Gaddis Smith's measured but devastating account, The Last Years of the Monroe Doctrine, is essential reading for all those who care how the United States behaves in the world arena.
PUBLISHERS WEEKLY
President Monroe's 1823 message to Congress, declaring that the U.S. would brook no foreign intervention in our hemisphere, became a Cold War tool to justify Latin American dictatorships, CIA-funded death squads and repressions to ward off an alleged communist threat, contends Smith, a history professor at Yale. In a cogent study, he explains how the U.S. molded the U.N. Charter to bar the U.N. from political involvement in the West.
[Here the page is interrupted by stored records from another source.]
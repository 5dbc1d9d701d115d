// Copyright lowRISC contributors.
// Licensed under the Apache License, Version 2.0, see LICENSE for details.
// SPDX-License-Identifier: Apache-2.0

//! Text-encoding byte-order marks.
//!
//! This module contains a fixed catalog of every byte-order mark (BOM) in
//! common use, and a detector that identifies which of them, if any, a byte
//! stream begins with.
//!
//! # Detection
//!
//! Some marks are prefixes of others: the UTF-32 LE mark, `ff fe 00 00`,
//! begins with the UTF-16 LE mark, `ff fe`. [`ByteOrderMark::detect()`]
//! resolves this by walking the distinct mark lengths in the catalog,
//! shortest first. At each length `n`, the candidates are the marks at least
//! `n` bytes long that agree with the input: either the input starts with the
//! whole mark, or the input is shorter than the mark and the mark starts with
//! the whole input. Detection succeeds at the first length with exactly one
//! candidate, provided the input actually contains that candidate's whole
//! mark.
//!
//! If the input runs out before a length is reached, detection gives up. In
//! particular, an input of exactly `ff fe` is *not* detected: it could still
//! turn out to be UTF-32 LE once more data arrives, and guessing is worse
//! than reporting nothing.
//!
//! Not finding a mark is a normal outcome, so detection returns an [`Option`]
//! rather than an error.

use core::fmt;

use crate::io;
use crate::io::Endianness;
use crate::io::Write;

#[cfg(feature = "arbitrary-derive")]
use libfuzzer_sys::arbitrary::{self, Arbitrary};
#[cfg(feature = "serde")]
use serde::{Deserialize, Serialize};

/// A text codec associated with a [`ByteOrderMark`].
///
/// Only the Unicode transformation formats in everyday use get one; the
/// rarer encodings in the catalog have no associated codec.
#[derive(Copy, Clone, Debug, PartialEq, Eq, Hash)]
#[cfg_attr(feature = "arbitrary-derive", derive(Arbitrary))]
#[cfg_attr(feature = "serde", derive(Serialize, Deserialize))]
pub enum Codec {
    /// UTF-8.
    Utf8,
    /// UTF-16, big-endian.
    Utf16Be,
    /// UTF-16, little-endian.
    Utf16Le,
    /// UTF-32, big-endian.
    Utf32Be,
    /// UTF-32, little-endian.
    Utf32Le,
}

impl Codec {
    /// Returns the size of this codec's code units, in bytes.
    pub const fn code_unit_size(self) -> usize {
        match self {
            Self::Utf8 => 1,
            Self::Utf16Be | Self::Utf16Le => 2,
            Self::Utf32Be | Self::Utf32Le => 4,
        }
    }

    /// Returns the byte order of this codec's code units, if they are wider
    /// than a byte.
    pub const fn endianness(self) -> Option<Endianness> {
        match self {
            Self::Utf8 => None,
            Self::Utf16Be | Self::Utf32Be => Some(Endianness::Big),
            Self::Utf16Le | Self::Utf32Le => Some(Endianness::Little),
        }
    }
}

/// A byte-order mark: the bytes that open a stream in some text encoding.
#[derive(Copy, Clone, Debug, PartialEq, Eq, Hash)]
#[cfg_attr(feature = "serde", derive(Serialize))]
pub struct ByteOrderMark {
    bytes: &'static [u8],
    encoding_name: &'static str,
    codec: Option<Codec>,
}

impl ByteOrderMark {
    /// UTF-8.
    pub const UTF8: Self =
        Self::new(&[0xef, 0xbb, 0xbf], "UTF-8", Some(Codec::Utf8));
    /// UTF-16, big-endian.
    pub const UTF16_BE: Self =
        Self::new(&[0xfe, 0xff], "UTF-16 BE", Some(Codec::Utf16Be));
    /// UTF-16, little-endian.
    pub const UTF16_LE: Self =
        Self::new(&[0xff, 0xfe], "UTF-16 LE", Some(Codec::Utf16Le));
    /// UTF-32, big-endian.
    pub const UTF32_BE: Self = Self::new(
        &[0x00, 0x00, 0xfe, 0xff],
        "UTF-32 BE",
        Some(Codec::Utf32Be),
    );
    /// UTF-32, little-endian.
    pub const UTF32_LE: Self = Self::new(
        &[0xff, 0xfe, 0x00, 0x00],
        "UTF-32 LE",
        Some(Codec::Utf32Le),
    );
    /// UTF-7.
    pub const UTF7: Self = Self::new(&[0x2b, 0x2f, 0x76], "UTF-7", None);
    /// UTF-1.
    pub const UTF1: Self = Self::new(&[0xf7, 0x64, 0x4c], "UTF-1", None);
    /// UTF-EBCDIC.
    pub const UTF_EBCDIC: Self =
        Self::new(&[0xdd, 0x73, 0x66, 0x73], "UTF-EBCDIC", None);
    /// Standard Compression Scheme for Unicode.
    pub const SCSU: Self = Self::new(&[0x0e, 0xfe, 0xff], "SCSU", None);
    /// Binary Ordered Compression for Unicode.
    pub const BOCU1: Self = Self::new(&[0xfb, 0xee, 0x28], "BOCU-1", None);
    /// GB 18030.
    pub const GB18030: Self =
        Self::new(&[0x84, 0x31, 0x95, 0x33], "GB18030", None);

    /// The complete catalog of known marks.
    pub const ALL: &'static [Self] = &[
        Self::UTF8,
        Self::UTF16_BE,
        Self::UTF16_LE,
        Self::UTF32_BE,
        Self::UTF32_LE,
        Self::UTF7,
        Self::UTF1,
        Self::UTF_EBCDIC,
        Self::SCSU,
        Self::BOCU1,
        Self::GB18030,
    ];

    /// The length of the longest mark in the catalog.
    pub const MAX_LEN: usize = 4;

    const fn new(
        bytes: &'static [u8],
        encoding_name: &'static str,
        codec: Option<Codec>,
    ) -> Self {
        Self {
            bytes,
            encoding_name,
            codec,
        }
    }

    /// Returns the mark itself.
    pub fn bytes(&self) -> &'static [u8] {
        self.bytes
    }

    /// Returns the length of the mark, in bytes.
    #[allow(clippy::len_without_is_empty)]
    pub fn len(&self) -> usize {
        self.bytes.len()
    }

    /// Returns a human-readable name for the mark's encoding.
    pub fn encoding_name(&self) -> &'static str {
        self.encoding_name
    }

    /// Returns the codec associated with this mark, if there is one.
    pub fn codec(&self) -> Option<Codec> {
        self.codec
    }

    /// Looks up a mark by its encoding name, ignoring ASCII case.
    pub fn from_name(name: &str) -> Option<&'static Self> {
        Self::ALL
            .iter()
            .find(|bom| bom.encoding_name.eq_ignore_ascii_case(name))
    }

    /// Identifies the mark `bytes` begins with, if any.
    ///
    /// See the [module documentation](index.html) for the exact rules.
    pub fn detect(bytes: &[u8]) -> Option<&'static Self> {
        for len in 1..=Self::MAX_LEN {
            if !Self::ALL.iter().any(|bom| bom.len() == len) {
                continue;
            }
            if bytes.len() < len {
                trace!("no BOM: input ended before {}-byte marks", len);
                return None;
            }

            let mut candidates = Self::ALL
                .iter()
                .filter(|bom| bom.len() >= len && bom.agrees_with(bytes));
            match (candidates.next(), candidates.next()) {
                (Some(bom), None) if bytes.starts_with(bom.bytes) => {
                    trace!("detected {} BOM", bom);
                    return Some(bom);
                }
                _ => continue,
            }
        }
        None
    }

    /// Detects the mark `bytes` begins with, and splits it off.
    ///
    /// Returns the mark, if any, and whatever follows it. If no mark is
    /// detected, all of `bytes` is returned.
    pub fn strip(bytes: &[u8]) -> (Option<&'static Self>, &[u8]) {
        match Self::detect(bytes) {
            Some(bom) => (Some(bom), &bytes[bom.len()..]),
            None => (None, bytes),
        }
    }

    /// Writes this mark to `w`.
    pub fn write_to<W: Write>(&self, mut w: W) -> Result<(), io::Error> {
        w.write_bytes(self.bytes)
    }

    /// Returns whether `bytes` is consistent with this mark, as far as it goes.
    fn agrees_with(&self, bytes: &[u8]) -> bool {
        if bytes.len() >= self.len() {
            bytes.starts_with(self.bytes)
        } else {
            self.bytes.starts_with(bytes)
        }
    }
}

impl fmt::Display for ByteOrderMark {
    fn fmt(&self, f: &mut fmt::Formatter) -> fmt::Result {
        f.write_str(self.encoding_name)
    }
}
Eisenhower used the Monroe Doctrine as a cover to overthrow Guatemala's liberal reformist president Jacobo Arbenz in 1954, replacing him with a dictator. Critics blasted Kennedy for failing the Doctrine by allowing Cuba to become a ``Soviet protectorate.'' Ostensibly to prevent another Cuba, the efforts of LBJ and Nixon to bolster repressive regimes in Brazil and Chile were ``infused with Monroeism,'' and Reagan invoked it in his proxy war against Nicaragua's Sandinistas. Smith argues that the Doctrine has become irrelevant with the end of the Cold War.